> **Exercise description**
Retype verbatim the lines of the listing, from the very first through the line with "layout questions the".

> **Stored data**
***

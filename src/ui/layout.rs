//! Responsive layout helpers.
//!
//! A small `LayoutContext` wraps the terminal dimensions and answers the
//! layout questions the render code asks: how wide the sidebar should be,
//! whether the gallery fits two tile columns, and when to fall back to the
//! compact single-column arrangement.

// ============================================================================
// Breakpoints
// ============================================================================

/// Terminal width breakpoints for responsive layouts
pub mod breakpoints {
    /// Extra small terminal (< 60 columns), sidebar collapses to the tab row
    pub const XS_WIDTH: u16 = 60;
    /// Small terminal (< 80 columns), gallery drops to one tile column
    pub const SM_WIDTH: u16 = 80;

    /// Small terminal height (< 24 rows)
    pub const SM_HEIGHT: u16 = 24;
}

// ============================================================================
// Layout Context
// ============================================================================

/// Terminal dimensions plus proportional sizing helpers.
///
/// Constructed fresh each frame from the frame size and passed down to the
/// render functions.
#[derive(Debug, Clone, Copy)]
pub struct LayoutContext {
    /// Terminal width in columns
    pub width: u16,
    /// Terminal height in rows
    pub height: u16,
}

impl LayoutContext {
    /// Create a new layout context with the given dimensions.
    pub fn new(width: u16, height: u16) -> Self {
        Self { width, height }
    }

    /// Calculate a width as a percentage of terminal width, minimum 1.
    pub fn percent_width(&self, percentage: u16) -> u16 {
        ((self.width as u32 * percentage as u32) / 100).max(1) as u16
    }

    /// Check if the terminal is in a "narrow" state (less than 80 columns).
    pub fn is_narrow(&self) -> bool {
        self.width < breakpoints::SM_WIDTH
    }

    /// Check if the terminal is in a "short" state (less than 24 rows).
    pub fn is_short(&self) -> bool {
        self.height < breakpoints::SM_HEIGHT
    }

    /// Check if the terminal is in a "compact" state (narrow or short).
    ///
    /// Compact terminals get a single gallery column and condensed hints.
    pub fn is_compact(&self) -> bool {
        self.is_narrow() || self.is_short()
    }

    /// Determine if the sidebar should be collapsed to just the tab row.
    pub fn should_collapse_sidebar(&self) -> bool {
        self.width < breakpoints::XS_WIDTH
    }

    /// Sidebar width in columns: a quarter of the terminal, within bounds.
    pub fn sidebar_width(&self) -> u16 {
        self.percent_width(25).clamp(18, 32)
    }

    /// Number of gallery tile columns that fit the preview pane.
    pub fn gallery_columns(&self) -> u16 {
        if self.is_narrow() {
            1
        } else {
            2
        }
    }
}

impl Default for LayoutContext {
    /// Returns a default layout context with standard 80x24 terminal size.
    fn default() -> Self {
        Self {
            width: 80,
            height: 24,
        }
    }
}

// ============================================================================
// Tests
// ============================================================================
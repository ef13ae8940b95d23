//! Color theme constants for the sandbox UI
//!
//! A muted, paper-and-ink palette: dark chrome around the catalog, with a
//! lighter paper surface for the CV layout and status colors lifted from the
//! widget designs.

use ratatui::style::Color;

// ============================================================================
// Chrome
// ============================================================================

/// Primary border color for panes and cards
pub const COLOR_BORDER: Color = Color::DarkGray;

/// Accent color for highlights and the focused pane
pub const COLOR_ACCENT: Color = Color::White;

/// Dim text for hints and secondary labels
pub const COLOR_DIM: Color = Color::DarkGray;

/// Muted warm gray for helper text
pub const COLOR_MUTED: Color = Color::Rgb(122, 117, 110);

// ============================================================================
// Widget state colors
// ============================================================================

/// Error state border and message text
pub const COLOR_ERROR: Color = Color::Rgb(177, 14, 46);

/// Error state fill (washed-out red)
pub const COLOR_ERROR_BG: Color = Color::Rgb(234, 112, 136);

/// Disabled state fill (desaturated slate)
pub const COLOR_DISABLED_BG: Color = Color::Rgb(159, 172, 177);

// ============================================================================
// Surfaces
// ============================================================================

/// Deep teal canvas behind showcase tiles
pub const COLOR_CANVAS_BG: Color = Color::Rgb(45, 74, 86);

/// Darker teal for the tile surfaces themselves
pub const COLOR_SURFACE_BG: Color = Color::Rgb(26, 46, 56);

/// Warm paper background for the CV layout
pub const COLOR_PAPER_BG: Color = Color::Rgb(236, 234, 223);

/// Ink text on paper surfaces
pub const COLOR_INK: Color = Color::Rgb(26, 24, 14);

// ============================================================================
// CV interaction colors
// ============================================================================

/// Liked heart and like-count meter
pub const COLOR_LIKE: Color = Color::Rgb(44, 122, 72);

/// Lock glyph and locked-section text
pub const COLOR_LOCKED: Color = Color::Rgb(184, 179, 173);
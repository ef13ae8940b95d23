//! Error types for catalog lookups and path resolution.
//!
//! The sandbox has exactly one meaningful failure mode: asking for something
//! the registry does not contain. Everything else (toggling flags, adjusting
//! ranges, typing text) is always-valid and never produces an error.

use thiserror::Error;

use crate::registry::Category;

/// Errors produced by registry lookups and route parsing.
///
/// A not-found lookup is a distinct outcome from a successful one; the
/// registry never substitutes a default entry for an unknown slug.
#[derive(Debug, Clone, PartialEq, Eq, Error)]
pub enum RegistryError {
    /// The category exists but no entry carries this slug.
    #[error("no {category} entry with slug \"{slug}\"")]
    UnknownSlug {
        /// Category that was searched
        category: Category,
        /// Slug that was requested
        slug: String,
    },

    /// The path segment does not name a known category.
    #[error("unknown category \"{0}\" (expected components, layouts, or animations)")]
    UnknownCategory(String),

    /// The path is not of the form `/{category}/{slug}` or `/{category}`.
    #[error("invalid path \"{0}\"")]
    InvalidPath(String),
}
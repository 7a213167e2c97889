//! Visitor targeting record.
//!
//! One record exists per visitor. It is persisted as JSON and handed to the
//! flag service as evaluation context:
//!
//! ```json
//! { "key": "demo-regular-user", "kind": "user", "country": "GB",
//!   "custom": { "vipStatus": "none" } }
//! ```

use core::fmt;

use serde::{Deserialize, Deserializer, Serialize};

/// Record key used for VIP visitors.
pub const VIP_USER_KEY: &str = "demo-vip-user";

/// Record key used for regular visitors.
pub const REGULAR_USER_KEY: &str = "demo-regular-user";

/// Market the visitor is targeted as.
///
/// Deserialization is strict: only `"GB"` and `"BE"` are accepted. Stored
/// records are read leniently through [`VisitorContext`] instead.
#[derive(Debug, Clone, Copy, PartialEq, Eq, Hash, Default, Serialize, Deserialize)]
pub enum Country {
    #[default]
    #[serde(rename = "GB")]
    Gb,
    #[serde(rename = "BE")]
    Be,
}

impl Country {
    /// Two-letter code as stored and sent to the flag service.
    #[must_use]
    pub const fn code(self) -> &'static str {
        match self {
            Self::Gb => "GB",
            Self::Be => "BE",
        }
    }

    /// Every supported market, in display order.
    pub const ALL: [Self; 2] = [Self::Gb, Self::Be];
}

impl fmt::Display for Country {
    fn fmt(&self, f: &mut fmt::Formatter<'_>) -> fmt::Result {
        f.write_str(self.code())
    }
}

/// VIP segment of a visitor. Also the value type of the
/// `vip-gaming-experience` flag.
#[derive(Debug, Clone, Copy, PartialEq, Eq, Hash, Default, Serialize, Deserialize)]
#[serde(rename_all = "lowercase")]
pub enum VipStatus {
    #[default]
    None,
    Vip,
}

impl VipStatus {
    #[must_use]
    pub const fn is_vip(self) -> bool {
        matches!(self, Self::Vip)
    }

    #[must_use]
    pub const fn as_str(self) -> &'static str {
        match self {
            Self::None => "none",
            Self::Vip => "vip",
        }
    }
}

/// Context kind discriminator. Only `"user"` exists in this domain.
#[derive(Debug, Clone, Copy, PartialEq, Eq, Hash, Default, Serialize, Deserialize)]
#[serde(rename_all = "lowercase")]
pub enum ContextKind {
    #[default]
    User,
}

/// Custom targeting attributes.
#[derive(Debug, Clone, Copy, PartialEq, Eq, Hash, Default, Serialize, Deserialize)]
pub struct CustomAttributes {
    #[serde(rename = "vipStatus", default)]
    pub vip_status: VipStatus,
}

/// The persisted visitor targeting record.
///
/// `country` is always populated: a stored record without one, or with an
/// unknown code, reads back as [`Country::Gb`].
#[derive(Debug, Clone, PartialEq, Eq, Hash, Serialize, Deserialize)]
pub struct VisitorContext {
    #[serde(default = "default_key")]
    pub key: String,
    #[serde(default)]
    pub kind: ContextKind,
    #[serde(default, deserialize_with = "lenient_country")]
    pub country: Country,
    #[serde(default)]
    pub custom: CustomAttributes,
}

impl VisitorContext {
    /// A regular (non-VIP) record for the given market.
    #[must_use]
    pub fn regular(country: Country) -> Self {
        Self {
            key: REGULAR_USER_KEY.to_string(),
            kind: ContextKind::User,
            country,
            custom: CustomAttributes {
                vip_status: VipStatus::None,
            },
        }
    }

    /// A VIP record for the given market.
    #[must_use]
    pub fn vip(country: Country) -> Self {
        Self {
            key: VIP_USER_KEY.to_string(),
            kind: ContextKind::User,
            country,
            custom: CustomAttributes {
                vip_status: VipStatus::Vip,
            },
        }
    }

    #[must_use]
    pub const fn vip_status(&self) -> VipStatus {
        self.custom.vip_status
    }

    #[must_use]
    pub const fn is_vip(&self) -> bool {
        self.custom.vip_status.is_vip()
    }
}

impl Default for VisitorContext {
    fn default() -> Self {
        Self::regular(Country::default())
    }
}

fn default_key() -> String {
    REGULAR_USER_KEY.to_string()
}

/// Reads a stored country code, mapping anything but `"BE"` to GB.
fn lenient_country<'de, D>(deserializer: D) -> Result<Country, D::Error>
where
    D: Deserializer<'de>,
{
    let code = Option::<String>::deserialize(deserializer)?;
    Ok(match code.as_deref() {
        Some("BE") => Country::Be,
        _ => Country::Gb,
    })
}
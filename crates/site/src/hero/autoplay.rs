//! Auto-advance timer.

use std::ops::ControlFlow;
use std::time::Duration;

use tokio::task::JoinHandle;
use tokio::time::{Instant, MissedTickBehavior};

/// A repeating task that calls `tick` once per period.
///
/// The first tick happens one full period after [`AutoAdvance::start`]. The
/// task is aborted when this handle is dropped, or stops by itself once
/// `tick` returns `ControlFlow::Break`.
#[derive(Debug)]
pub struct AutoAdvance {
    handle: JoinHandle<()>,
}

impl AutoAdvance {
    /// Start the timer on the current tokio runtime.
    ///
    /// # Panics
    ///
    /// Panics if called outside a tokio runtime.
    pub fn start<F>(period: Duration, mut tick: F) -> Self
    where
        F: FnMut() -> ControlFlow<()> + Send + 'static,
    {
        let handle = tokio::spawn(async move {
            let mut interval = tokio::time::interval_at(Instant::now() + period, period);
            interval.set_missed_tick_behavior(MissedTickBehavior::Delay);
            loop {
                interval.tick().await;
                if tick().is_break() {
                    break;
                }
            }
        });
        Self { handle }
    }

    #[must_use]
    pub fn is_finished(&self) -> bool {
        self.handle.is_finished()
    }
}

impl Drop for AutoAdvance {
    fn drop(&mut self) {
        self.handle.abort();
    }
}

#[cfg(test)]
mod tests {
    use std::sync::Arc;
    use std::sync::atomic::{AtomicUsize, Ordering};

    use super::*;

    const PERIOD: Duration = Duration::from_secs(8);

    fn counting(count: &Arc<AtomicUsize>) -> impl FnMut() -> ControlFlow<()> + Send + 'static {
        let count = Arc::clone(count);
        move || {
            count.fetch_add(1, Ordering::SeqCst);
            ControlFlow::Continue(())
        }
    }

    #[tokio::test(start_paused = true)]
    async fn test_ticks_once_per_period() {
        let count = Arc::new(AtomicUsize::new(0));
        let _timer = AutoAdvance::start(PERIOD, counting(&count));

        tokio::time::sleep(PERIOD - Duration::from_secs(1)).await;
        assert_eq!(count.load(Ordering::SeqCst), 0);

        tokio::time::sleep(PERIOD * 2 + Duration::from_secs(2)).await;
        assert_eq!(count.load(Ordering::SeqCst), 3);
    }

    #[tokio::test(start_paused = true)]
    async fn test_drop_cancels() {
        let count = Arc::new(AtomicUsize::new(0));
        let timer = AutoAdvance::start(PERIOD, counting(&count));

        tokio::time::sleep(PERIOD + Duration::from_secs(1)).await;
        drop(timer);
        tokio::time::sleep(PERIOD * 5).await;

        assert_eq!(count.load(Ordering::SeqCst), 1);
    }

    #[tokio::test(start_paused = true)]
    async fn test_break_stops_task() {
        let timer = AutoAdvance::start(PERIOD, || ControlFlow::Break(()));

        tokio::time::sleep(PERIOD + Duration::from_secs(1)).await;
        assert!(timer.is_finished());
    }
}
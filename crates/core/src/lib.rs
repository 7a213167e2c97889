//! Omni Core - Shared domain types.
//!
//! This crate provides the types shared by the site and its tests:
//! - the persisted visitor targeting record ([`VisitorContext`])
//! - the closed enumerations used for targeting and experiments
//! - the flag catalog ([`FlagKey`]) and its typed snapshot ([`GameFlags`])
//!
//! # Architecture
//!
//! The core crate contains only types - no I/O, no HTTP clients, no session
//! access. Persistence and flag evaluation live in `omni-site`.

#![cfg_attr(not(test), forbid(unsafe_code))]

pub mod types;

pub use types::*;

***

> **Solved problem**
filename src/ui/layout.rs
//! Responsive layout helpers.
//!
//! A small `LayoutContext` wraps the terminal dimensions and answers the
//! layout questions the render code asks: how wide the sidebar should be,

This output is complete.